═══ Exercise input

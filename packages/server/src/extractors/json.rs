use axum::{
    Json,
    extract::{FromRequest, Request, rejection::JsonRejection},
};
use serde::de::DeserializeOwned;

use crate::error::AppError;

/// `Json<T>` whose rejections become `VALIDATION_ERROR` bodies instead of plain text.
pub struct AppJson<T>(pub T);

impl<S, T> FromRequest<S> for AppJson<T>
where
    Json<T>: FromRequest<S, Rejection = JsonRejection>,
    T: DeserializeOwned,
    S: Send + Sync,
{
    type Rejection = AppError;

    async fn from_request(req: Request, state: &S) -> Result<Self, Self::Rejection> {
        let Json(value) = Json::<T>::from_request(req, state)
            .await
            .map_err(rejection_message)
            .map_err(AppError::Validation)?;
        Ok(AppJson(value))
    }
}

fn rejection_message(rejection: JsonRejection) -> String {
    match rejection {
        JsonRejection::MissingJsonContentType(_) => {
            "Expected a JSON body with Content-Type: application/json".into()
        }
        other => other.body_text(),
    }
}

══════

[Aim of the task]
Each line above where the word "value" occurs should be returned in full.

[Exercise response]
        let Json(value) = Json::<T>::from_request(req, state)
        Ok(AppJson(value))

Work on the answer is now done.